Look below for lines that hold the string "crate" and copy each one.

(Dataset entries)
*** Begin section ***

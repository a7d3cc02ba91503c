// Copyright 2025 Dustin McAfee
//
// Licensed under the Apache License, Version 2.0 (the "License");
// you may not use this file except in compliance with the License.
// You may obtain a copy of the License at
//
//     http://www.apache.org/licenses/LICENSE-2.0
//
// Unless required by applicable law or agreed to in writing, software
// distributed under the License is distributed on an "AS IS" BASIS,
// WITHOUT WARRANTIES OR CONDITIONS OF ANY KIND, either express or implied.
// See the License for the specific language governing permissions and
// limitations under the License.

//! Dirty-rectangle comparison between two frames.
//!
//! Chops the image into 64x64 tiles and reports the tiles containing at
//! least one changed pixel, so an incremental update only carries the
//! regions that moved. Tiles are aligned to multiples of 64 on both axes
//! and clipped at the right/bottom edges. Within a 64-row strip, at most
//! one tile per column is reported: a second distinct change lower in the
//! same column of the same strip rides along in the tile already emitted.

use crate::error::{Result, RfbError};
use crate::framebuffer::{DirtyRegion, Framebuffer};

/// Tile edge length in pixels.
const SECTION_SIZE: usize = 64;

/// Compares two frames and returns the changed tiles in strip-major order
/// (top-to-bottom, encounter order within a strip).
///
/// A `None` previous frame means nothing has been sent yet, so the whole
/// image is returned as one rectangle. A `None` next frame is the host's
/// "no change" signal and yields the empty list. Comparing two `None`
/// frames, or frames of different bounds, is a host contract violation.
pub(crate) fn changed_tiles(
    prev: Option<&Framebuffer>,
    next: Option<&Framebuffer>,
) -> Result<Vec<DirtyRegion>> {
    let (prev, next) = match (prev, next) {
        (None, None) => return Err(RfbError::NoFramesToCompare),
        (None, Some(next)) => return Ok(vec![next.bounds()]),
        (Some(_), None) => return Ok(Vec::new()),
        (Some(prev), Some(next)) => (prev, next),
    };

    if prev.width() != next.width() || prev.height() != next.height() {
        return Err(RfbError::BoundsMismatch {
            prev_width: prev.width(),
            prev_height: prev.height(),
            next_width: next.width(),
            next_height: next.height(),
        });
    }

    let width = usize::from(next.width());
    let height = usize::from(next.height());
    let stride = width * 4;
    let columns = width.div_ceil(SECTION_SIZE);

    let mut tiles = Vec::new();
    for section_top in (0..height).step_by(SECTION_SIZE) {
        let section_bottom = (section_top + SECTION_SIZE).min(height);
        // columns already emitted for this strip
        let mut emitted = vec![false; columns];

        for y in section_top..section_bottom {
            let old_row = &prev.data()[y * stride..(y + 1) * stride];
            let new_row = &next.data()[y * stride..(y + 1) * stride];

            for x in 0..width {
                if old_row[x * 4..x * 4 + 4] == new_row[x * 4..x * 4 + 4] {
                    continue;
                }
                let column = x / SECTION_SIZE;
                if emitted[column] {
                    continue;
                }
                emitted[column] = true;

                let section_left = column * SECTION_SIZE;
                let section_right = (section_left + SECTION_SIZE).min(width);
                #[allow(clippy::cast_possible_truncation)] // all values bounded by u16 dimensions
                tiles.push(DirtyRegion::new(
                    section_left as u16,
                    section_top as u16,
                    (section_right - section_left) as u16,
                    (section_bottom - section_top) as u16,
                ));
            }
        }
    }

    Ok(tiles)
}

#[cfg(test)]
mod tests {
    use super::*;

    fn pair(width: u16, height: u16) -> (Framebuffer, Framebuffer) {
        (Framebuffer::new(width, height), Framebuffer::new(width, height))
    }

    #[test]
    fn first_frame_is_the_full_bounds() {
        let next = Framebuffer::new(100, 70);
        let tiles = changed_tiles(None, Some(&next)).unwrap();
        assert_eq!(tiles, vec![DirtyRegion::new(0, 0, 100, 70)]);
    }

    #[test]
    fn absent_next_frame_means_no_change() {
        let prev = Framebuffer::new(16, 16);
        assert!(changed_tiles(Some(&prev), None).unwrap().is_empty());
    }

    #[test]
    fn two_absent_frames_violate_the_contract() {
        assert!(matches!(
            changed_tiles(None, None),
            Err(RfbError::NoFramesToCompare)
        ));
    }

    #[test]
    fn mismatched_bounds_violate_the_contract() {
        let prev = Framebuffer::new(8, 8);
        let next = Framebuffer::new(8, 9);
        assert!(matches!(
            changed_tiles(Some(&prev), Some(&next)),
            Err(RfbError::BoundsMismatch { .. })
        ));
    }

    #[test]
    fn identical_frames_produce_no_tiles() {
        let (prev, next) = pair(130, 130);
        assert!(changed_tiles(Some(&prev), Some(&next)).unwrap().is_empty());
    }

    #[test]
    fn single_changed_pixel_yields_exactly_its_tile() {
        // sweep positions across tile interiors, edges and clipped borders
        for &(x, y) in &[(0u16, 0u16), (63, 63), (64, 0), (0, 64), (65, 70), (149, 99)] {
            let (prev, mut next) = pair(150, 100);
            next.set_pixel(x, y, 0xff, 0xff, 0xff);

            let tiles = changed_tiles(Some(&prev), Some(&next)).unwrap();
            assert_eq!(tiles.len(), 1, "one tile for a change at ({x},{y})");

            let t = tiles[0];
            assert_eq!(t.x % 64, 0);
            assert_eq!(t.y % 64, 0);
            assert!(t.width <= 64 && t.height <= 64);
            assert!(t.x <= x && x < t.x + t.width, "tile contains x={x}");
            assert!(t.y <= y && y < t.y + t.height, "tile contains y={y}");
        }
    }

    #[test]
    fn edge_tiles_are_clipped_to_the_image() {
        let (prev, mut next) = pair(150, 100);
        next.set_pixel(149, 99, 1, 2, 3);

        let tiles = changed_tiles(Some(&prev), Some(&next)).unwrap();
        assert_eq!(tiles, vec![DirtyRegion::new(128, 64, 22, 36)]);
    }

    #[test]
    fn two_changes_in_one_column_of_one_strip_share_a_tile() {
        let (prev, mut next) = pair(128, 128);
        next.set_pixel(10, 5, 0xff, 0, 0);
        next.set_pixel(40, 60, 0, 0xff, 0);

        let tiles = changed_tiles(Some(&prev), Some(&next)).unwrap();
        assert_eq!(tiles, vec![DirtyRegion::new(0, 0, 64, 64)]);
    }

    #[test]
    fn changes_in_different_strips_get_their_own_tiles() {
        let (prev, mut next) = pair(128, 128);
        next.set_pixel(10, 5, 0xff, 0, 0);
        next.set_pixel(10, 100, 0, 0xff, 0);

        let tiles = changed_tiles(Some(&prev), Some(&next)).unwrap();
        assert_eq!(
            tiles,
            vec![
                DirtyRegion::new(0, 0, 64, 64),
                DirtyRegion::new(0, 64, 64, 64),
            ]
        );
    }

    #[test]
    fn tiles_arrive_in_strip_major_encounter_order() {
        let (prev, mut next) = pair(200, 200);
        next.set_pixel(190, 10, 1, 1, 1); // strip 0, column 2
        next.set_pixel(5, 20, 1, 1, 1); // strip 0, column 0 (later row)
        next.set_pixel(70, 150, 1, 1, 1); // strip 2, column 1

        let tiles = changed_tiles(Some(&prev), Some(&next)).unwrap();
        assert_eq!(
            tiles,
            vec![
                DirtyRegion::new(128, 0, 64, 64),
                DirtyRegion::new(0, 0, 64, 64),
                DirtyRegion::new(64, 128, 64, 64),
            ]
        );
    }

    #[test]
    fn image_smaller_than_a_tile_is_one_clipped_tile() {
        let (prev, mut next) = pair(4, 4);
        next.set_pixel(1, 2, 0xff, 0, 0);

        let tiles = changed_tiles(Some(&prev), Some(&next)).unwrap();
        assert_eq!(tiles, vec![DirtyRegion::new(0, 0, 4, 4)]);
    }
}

*** End section ***

**TASK RESULT**
use crate::error::{Result, RfbError};
use crate::framebuffer::{DirtyRegion, Framebuffer};
pub(crate) fn changed_tiles(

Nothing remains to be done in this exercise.